*Work to be completed*:
Take the records underneath and set them down exactly.

*Input for this task*:

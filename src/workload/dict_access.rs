use ahash::AHashMap;

use super::{Finding, Workload};

/// Inserts `key<i> -> i` then sums lookups of the same keys.
///
/// Key formatting happens inside the timed region on both passes, as the
/// other language versions allocate a fresh key string per access.
pub struct DictAccess {
    entries: usize,
    sum: Option<i64>,
}

impl DictAccess {
    pub fn new(entries: usize) -> Self {
        Self { entries, sum: None }
    }
}

impl Workload for DictAccess {
    fn name(&self) -> &'static str {
        "dict_access"
    }

    fn run(&mut self) {
        let entries = std::hint::black_box(self.entries);
        let mut map: AHashMap<String, i64> = AHashMap::new();
        for i in 0..entries {
            map.insert(format!("key{i}"), i as i64);
        }

        let mut sum = 0;
        for i in 0..entries {
            sum += map.get(&format!("key{i}")).copied().unwrap_or_default();
        }
        self.sum = Some(sum);
    }

    fn findings(&self) -> Vec<Finding> {
        self.sum
            .map(|s| Finding::new("Dict Sum", s))
            .into_iter()
            .collect()
    }
}

#[cfg(test)]
mod tests {
    use super::*;

    #[test]
    fn reference_sum() {
        let mut workload = DictAccess::new(10_000);
        workload.run();
        assert_eq!(workload.findings(), vec![Finding::new("Dict Sum", 49_995_000)]);
    }

    #[test]
    fn empty() {
        let mut workload = DictAccess::new(0);
        workload.run();
        assert_eq!(workload.findings(), vec![Finding::new("Dict Sum", 0)]);
    }
}
use std::process::ExitCode;

use refbench::workload::HttpSim;
use refbench::{logging, BenchConfig};

fn main() -> ExitCode {
    logging::init();
    refbench::exit_with(run())
}

fn run() -> refbench::Result<()> {
    let config = BenchConfig::default();
    let mut workload = HttpSim::new(config.dispatch_iterations);
    refbench::run_to(&mut workload, std::io::stdout().lock())?;
    Ok(())
}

*Response below*:
filename src/workload/dict_access.rs
use ahash::AHashMap;

use super::{Finding, Workload};

/// Inserts `key<i> -> i` then sums lookups of the same keys.
///
/// Key formatting happens inside the timed region on both passes, as the
/// other language versions allocate a fresh key string per access.
pub struct DictAccess {
    entries: usize,
    sum: Option<i64>,
}

impl DictAccess {
    pub fn new(entries: usize) -> Self {
        Self { entries, sum: None }
    }
}

impl Workload for DictAccess {
    fn name(&self) -> &'static str {
        "dict_access"
    }

    fn run(&mut self) {
        let entries = std::hint::black_box(self.entries);
        let mut map: AHashMap<String, i64> = AHashMap::new();
        for i in 0..entries {
            map.insert(format!("key{i}"), i as i64);
        }

        let mut sum = 0;
        for i in 0..entries {
            sum += map.get(&format!("key{i}")).copied().unwrap_or_default();
        }
        self.sum = Some(sum);
    }

    fn findings(&self) -> Vec<Finding> {
        self.sum
            .map(|s| Finding::new("Dict Sum", s))
            .into_iter()
            .collect()
    }
}

#[cfg(test)]
mod tests {
    use super::*;

    #[test]
    fn reference_sum() {
        let mut workload = DictAccess::new(10_000);
        workload.run();
        assert_eq!(workload.findings(), vec![Finding::new("Dict Sum", 49_995_000)]);
    }

    #[test]
    fn empty() {
        let mut workload = DictAccess::new(0);
        workload.run();
        assert_eq!(workload.findings(), vec![Finding::new("Dict Sum", 0)]);
    }
}
use std::process::ExitCode;

use refbench::workload::HttpSim;
use refbench::{logging, BenchConfig};

fn main() -> ExitCode {
    logging::init();
    refbench::exit_with(run())
}

fn run() -> refbench::Result<()> {
    let config = BenchConfig::default();
    let mut workload = HttpSim::new(config.dispatch_iterations);
    refbench::run_to(&mut workload, std::io::stdout().lock())?;
    Ok(())
}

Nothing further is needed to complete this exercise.